なぜ家康は江戸を拠点としたのか

このように、家康は軍事的にさまざまな備えをしていることがよくわかります。つまり家康にとって、関東・東海地方を徳川の譜代大名で固め、江戸を攻められないようにすることが重要な課題だったわけです。関東を治め、東北を討伐するという意味を持つ「征夷大将軍」を家康が選んだのには、こういう理由もあるのかもしれません。
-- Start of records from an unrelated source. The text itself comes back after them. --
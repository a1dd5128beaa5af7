use rstest::rstest;
use sapling_syntax::SyntaxKind::*;
use sapling_syntax::ast::*;
use sapling_syntax::factory::*;
use sapling_syntax::{
    GreenSlot, GreenToken, NodeCache, Slot, SlotError, SyntaxDiagnostic, SyntaxNode, SyntaxToken,
    TreeModifier,
};
use text_size::TextSize;

fn name(text: &str) -> Expression {
    create_simple_name_reference(&create_token(IDENTIFIER, text)).into()
}

fn rest_argument() -> RestArgument {
    create_rest_argument(&create_fixed_token(COMMA), &create_fixed_token(ELLIPSIS), &name("x"))
}

/// `f(a, b, ...xs)` wrapped in a statement list, deep enough to have
/// siblings off the edited spine at every level.
fn module() -> ModulePart {
    let arguments = create_node_list::<FunctionArgument>(&[
        create_positional_argument(None, &name("a")).into(),
        create_positional_argument(Some(&create_fixed_token(COMMA)), &name("b")).into(),
        create_rest_argument(&create_fixed_token(COMMA), &create_fixed_token(ELLIPSIS), &name("xs"))
            .into(),
    ]);
    let call = create_function_call_expression(
        &create_simple_name_reference(&create_token(IDENTIFIER, "f")).into(),
        &create_fixed_token(OPEN_PAREN),
        &arguments,
        &create_fixed_token(CLOSE_PAREN),
    );
    let first = create_expression_statement(&call.into(), &create_fixed_token(SEMICOLON));
    let second = create_return_statement(
        &create_token(RETURN_KEYWORD, "return "),
        Some(&name("r")),
        &create_fixed_token(SEMICOLON),
    );
    let statements = create_node_list::<Statement>(&[first.into(), second.into()]);
    create_module_part(&statements, &create_token(EOF, ""))
}

fn rest_in(module: &ModulePart) -> RestArgument {
    let Some(Statement::Expression(statement)) = module.statements().get(0) else {
        panic!("first statement is an expression statement")
    };
    let Expression::FunctionCall(call) = statement.expression() else {
        panic!("statement holds a call")
    };
    let Some(FunctionArgument::Rest(rest)) = call.arguments().get(2) else {
        panic!("third argument is a rest argument")
    };
    rest
}

#[test]
fn rest_argument_end_to_end() {
    let rest = rest_argument();
    let syntax = rest.syntax();

    let ellipsis = syntax.child_in_bucket(1).into_token().unwrap();
    assert_eq!(ellipsis.kind(), ELLIPSIS);
    assert_eq!(ellipsis.text(), "...");
    assert_eq!(syntax.child_names(), ["leadingComma", "ellipsis", "expression"]);

    let edited = rest.modify().with_expression(&name("y")).apply();

    assert_eq!(edited.expression().to_string(), "y");
    assert!(edited.leading_comma().green().ptr_eq(rest.leading_comma().green()));
    assert!(edited.ellipsis().green().ptr_eq(rest.ellipsis().green()));
    assert!(!edited.syntax().green().ptr_eq(rest.syntax().green()));
    assert_eq!(edited.to_string(), ",...y");
}

#[test]
fn identical_edit_is_free() {
    let rest = rest_argument();

    let edited = rest
        .modify()
        .with_leading_comma(&rest.leading_comma())
        .with_expression(&rest.expression())
        .apply();
    assert!(edited.syntax().ptr_eq(rest.syntax()));

    let same = rest.syntax().replace_slot(1, rest.syntax().green().slot(1).clone()).unwrap();
    assert!(same.ptr_eq(rest.syntax()));
}

#[test]
fn replace_all_slots_at_once() {
    let rest = rest_argument();
    let (comma, ellipsis, expression) = (rest.leading_comma(), rest.ellipsis(), rest.expression());

    let same = rest.replace_all(&comma, &ellipsis, &expression).unwrap();
    assert!(same.syntax().ptr_eq(rest.syntax()));

    let spaced = create_token(COMMA, ", ");
    let edited = rest.replace_all(&spaced, &ellipsis, &name("ys")).unwrap();
    assert_eq!(edited.to_string(), ", ...ys");
    assert!(edited.ellipsis().green().ptr_eq(ellipsis.green()));

    let err = rest.replace_all(&ellipsis, &ellipsis, &expression).unwrap_err();
    assert!(matches!(err, SlotError::UnexpectedKind { slot: "leadingComma", found: ELLIPSIS, .. }));
}

#[test]
fn value_equal_edit_is_not_free() {
    let rest = rest_argument();
    let edited = rest.modify().with_ellipsis(&create_fixed_token(ELLIPSIS)).apply();

    assert!(!edited.syntax().ptr_eq(rest.syntax()));
    assert_eq!(edited.to_string(), rest.to_string());
}

#[test]
fn deep_edit_shares_off_spine_subtrees() {
    let module = module();
    let rest = rest_in(&module);
    let edited = rest.modify().with_expression(&name("ys")).apply();
    let new_root = edited.syntax().root();

    assert_eq!(new_root.text(), "f(a,b,...ys);return r;");
    assert_eq!(module.syntax().text(), "f(a,b,...xs);return r;");

    // Walk the old and new spines in lockstep: every slot that is not on the
    // path to the edit must be the very same green value.
    let spine: Vec<_> = edited.syntax().ancestors().skip(1).map(|node| node.kind()).collect();
    assert_eq!(spine, [LIST, FUNCTION_CALL_EXPRESSION, EXPRESSION_STATEMENT, LIST, MODULE_PART]);

    let mut old = module.syntax().clone();
    let mut new = new_root.clone();
    let path: Vec<usize> = {
        let mut path: Vec<_> =
            edited.syntax().ancestors().filter_map(|node| node.slot_index()).collect();
        path.reverse();
        path
    };
    assert_eq!(path, [0, 0, 0, 2, 2]);

    for &index in &path {
        assert!(!old.green().ptr_eq(new.green()));
        for slot in 0..old.slot_count() {
            if slot != index {
                assert!(
                    old.green().slot(slot).ptr_eq(new.green().slot(slot)),
                    "{:?} slot {slot} was rebuilt",
                    old.kind()
                );
            }
        }
        old = old.child_node(index).unwrap();
        new = new.child_node(index).unwrap();
    }
}

#[test]
fn offsets_after_edit() {
    let module = module();
    let rest = rest_in(&module);
    let edited = rest.modify().with_expression(&name("longer")).apply();

    let root = edited.syntax().root();
    let statements = root.child_node(0).unwrap();
    let second = statements.child_node(1).unwrap();
    assert_eq!(second.offset(), TextSize::new(17));
    assert_eq!(second.text(), "return r;");
    assert_eq!(edited.syntax().offset(), TextSize::new(5));
}

#[test]
fn stale_handles_stay_readable() {
    let module = module();
    let rest = rest_in(&module);
    let call_before = rest.syntax().parent().unwrap().parent().unwrap().clone();

    let edited = rest.modify().with_expression(&name("ys")).apply();

    assert_eq!(call_before.kind(), FUNCTION_CALL_EXPRESSION);
    assert_eq!(call_before.text(), "f(a,b,...xs)");
    assert_eq!(rest.expression().to_string(), "xs");
    assert_eq!(rest.syntax().root().text(), "f(a,b,...xs);return r;");
    assert!(rest.syntax().root().ptr_eq(module.syntax()));

    let call_after = edited.syntax().parent().unwrap().parent().unwrap();
    assert_eq!(call_after.text(), "f(a,b,...ys)");
    assert_eq!(call_before.offset(), call_after.offset());
    assert_ne!(&call_before, call_after);
}

#[test]
fn staged_edits_rebuild_once() {
    let module = module();
    let call = rest_in(&module).syntax().parent().unwrap().parent().unwrap().clone();
    let call = FunctionCallExpression::cast(call).unwrap();

    let edited = call
        .modify()
        .with_function_name(&create_simple_name_reference(&create_token(IDENTIFIER, "g")).into())
        .with_close_paren_token(&create_token(CLOSE_PAREN, " )"))
        .apply();

    assert_eq!(edited.to_string(), "g(a,b,...xs )");
    assert!(edited.open_paren_token().green().ptr_eq(call.open_paren_token().green()));
    assert!(edited.arguments().syntax().green().ptr_eq(call.arguments().syntax().green()));
}

#[test]
fn list_edits() {
    let module = module();
    let arguments = rest_in(&module).syntax().parent().unwrap().clone();
    let arguments = NodeList::<FunctionArgument>::cast(arguments).unwrap();

    let extra: FunctionArgument =
        create_positional_argument(Some(&create_fixed_token(COMMA)), &name("c")).into();
    let edited = arguments.modify().insert(2, &extra).remove(0).apply();

    assert_eq!(edited.syntax().root().text(), "f(,b,c,...xs);return r;");
    assert_eq!(edited.len(), 3);
    let moved = edited.get(0).unwrap();
    assert!(moved.syntax().green().ptr_eq(arguments.get(1).unwrap().syntax().green()));
}

#[rstest]
#[case::out_of_range(
    7,
    GreenSlot::Absent,
    SlotError::SlotOutOfRange { kind: REST_ARGUMENT, index: 7, len: 3 },
)]
#[case::required_absent(
    2,
    GreenSlot::Absent,
    SlotError::RequiredSlotAbsent { kind: REST_ARGUMENT, slot: "expression" },
)]
#[case::token_for_node(
    2,
    Slot::Token(create_green_token(IDENTIFIER, "y")),
    SlotError::ShapeMismatch {
        kind: REST_ARGUMENT,
        slot: "expression",
        expected: "node",
        found: "token",
    },
)]
#[case::wrong_node_kind(
    2,
    Slot::Node(rest_argument().syntax().green().clone()),
    SlotError::UnexpectedKind {
        kind: REST_ARGUMENT,
        slot: "expression",
        expected: sapling_syntax::EXPRESSIONS,
        found: REST_ARGUMENT,
    },
)]
fn invalid_replacements_are_reported(
    #[case] index: usize,
    #[case] value: GreenSlot,
    #[case] expected: SlotError,
) {
    let rest = rest_argument();
    assert_eq!(rest.syntax().replace_slot(index, value), Err(expected));
}

#[test]
fn slot_error_messages() {
    let rest = rest_argument();
    let err = rest.syntax().replace_slot(0, GreenSlot::Absent).unwrap_err();
    assert_eq!(
        err.to_string(),
        "slot `leadingComma` of REST_ARGUMENT is required and cannot be absent"
    );
}

#[test]
fn optional_slot_can_be_cleared() {
    let argument = create_positional_argument(Some(&create_fixed_token(COMMA)), &name("a"));
    let cleared = argument.syntax().replace_slot(0, GreenSlot::Absent).unwrap();

    assert!(cleared.child_in_bucket(0).is_absent());
    assert_eq!(cleared.text(), "a");
}

#[test]
fn replace_with_whole_node() {
    let module = module();
    let rest = rest_in(&module);
    let name = rest.expression();

    let literal = create_basic_literal(&create_token(DECIMAL_INTEGER_LITERAL, "42"));
    let replaced = name.syntax().replace_with(literal.syntax().green().clone()).unwrap();

    assert_eq!(replaced.kind(), BASIC_LITERAL);
    assert_eq!(replaced.root().text(), "f(a,b,...42);return r;");

    let err = name.syntax().replace_with(rest_argument().syntax().green().clone()).unwrap_err();
    assert!(matches!(err, SlotError::UnexpectedKind { found: REST_ARGUMENT, .. }));
}

#[test]
fn token_replace_with() {
    let module = module();
    let keyword = module.syntax().first_token().unwrap();
    assert_eq!(keyword.text(), "f");

    let renamed = keyword.replace_with(create_green_token(IDENTIFIER, "print")).unwrap();
    assert_eq!(renamed.parent().unwrap().kind(), SIMPLE_NAME_REFERENCE);
    assert_eq!(renamed.ancestors().last().unwrap().text(), "print(a,b,...xs);return r;");

    let err = keyword.replace_with(create_green_token(COMMA, ",")).unwrap_err();
    assert!(matches!(err, SlotError::UnexpectedKind { slot: "name", .. }));
}

#[test]
fn rebuilt_spine_drops_own_diagnostics() {
    let flagged = create_node_with_diagnostics(
        POSITIONAL_ARGUMENT,
        vec![Slot::Absent, Slot::Node(name("a").syntax().green().clone())],
        vec![SyntaxDiagnostic::warning("W0002", "unused argument")],
    );
    let keep = create_node_with_diagnostics(
        POSITIONAL_ARGUMENT,
        vec![
            Slot::Token(create_green_token(COMMA, ",")),
            Slot::Node(name("b").syntax().green().clone()),
        ],
        vec![SyntaxDiagnostic::warning("W0003", "shadowed argument")],
    );
    let list = SyntaxNode::new_root(create_list([flagged, keep]));
    assert_eq!(list.diagnostics().len(), 2);

    let first = list.child_node(0).unwrap();
    let expression = first.child_node(1).unwrap();
    let edited = expression.replace_with(name("z").syntax().green().clone()).unwrap();

    let diagnostics = edited.root().diagnostics();
    let codes: Vec<_> = diagnostics.iter().filter_map(|d| d.code()).collect();
    assert_eq!(codes, ["W0003"]);
}

#[test]
fn cache_feeds_the_factory() {
    let cache = NodeCache::new();
    let x = || {
        cache.node(SIMPLE_NAME_REFERENCE, vec![Slot::Token(cache.token(IDENTIFIER, "x"))])
    };
    let list = SyntaxNode::new_root(create_list([
        cache.node(POSITIONAL_ARGUMENT, vec![Slot::Absent, Slot::Node(x())]),
        cache.node(
            POSITIONAL_ARGUMENT,
            vec![Slot::Token(cache.token(COMMA, ",")), Slot::Node(x())],
        ),
    ]));

    let a = list.child_node(0).unwrap().child_node(1).unwrap();
    let b = list.child_node(1).unwrap().child_node(1).unwrap();
    assert!(a.green().ptr_eq(b.green()));
    assert_ne!(a.offset(), b.offset());
    assert_eq!(cache.stats().hits, 2);
}

struct Uppercase;

impl TreeModifier for Uppercase {
    fn modify_token(&mut self, token: &SyntaxToken) -> GreenToken {
        if token.kind() == IDENTIFIER && token.text() == "r" {
            create_green_token(IDENTIFIER, "R")
        } else {
            token.green().clone()
        }
    }
}

#[test]
fn tree_modifier_on_a_subtree() {
    let module = module();
    let statements = module.statements();
    let second = statements.get(1).unwrap();

    let rewritten = second.syntax().rewrite(&mut Uppercase).unwrap();
    assert_eq!(rewritten.text(), "return R;");
    assert_eq!(rewritten.root().text(), "f(a,b,...xs);return R;");

    let first_before = module.statements().syntax().green().slot(0).clone();
    let first_after = rewritten.parent().unwrap().green().slot(0).clone();
    assert!(first_before.ptr_eq(&first_after));
}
家康は信長、秀吉とは異なり、京都・大坂といった畿内には近づきませんでした。家康は三河に生まれ、幼少期に育ったのは、今川氏に人質として連れて行かれた駿府です。その後は岡崎に戻り、武田家との戦いに備えて浜松に入るなど、江戸に移るまでは東海地方を本拠としていました。その意味では、京都や大坂には馴染めなかったということもあるのかもしれません。

そうであるならば、もし家康が信長のように「三職推任」で、太政大臣、関白、征夷大将軍のなかから選ぶことになったとすれば、やはり征夷大将軍を選んだでしょう。このようにみてくると、家康が江戸を自分の政権の拠点として選んだ理由は、西や北の敵から守りやすかったからではないかと思えてきます。

家康は一六〇五年、征夷大将軍の職を秀忠に譲り、江戸を離れて駿府に移ります。江戸の秀忠、駿府の家康という二頭政治的体制を取りましたが、大御所として政治の実権を握り続けました。天下人は家康であり、そのまま江戸に残ってもおかしくないわけですから、逆に将軍の秀忠が駿府に移って駿府幕府となる可能性もあり得たかもしれません。けれどもその後も将軍が代々、江戸に居住したことで、江戸が徳川政権の根拠地として確立されることになります。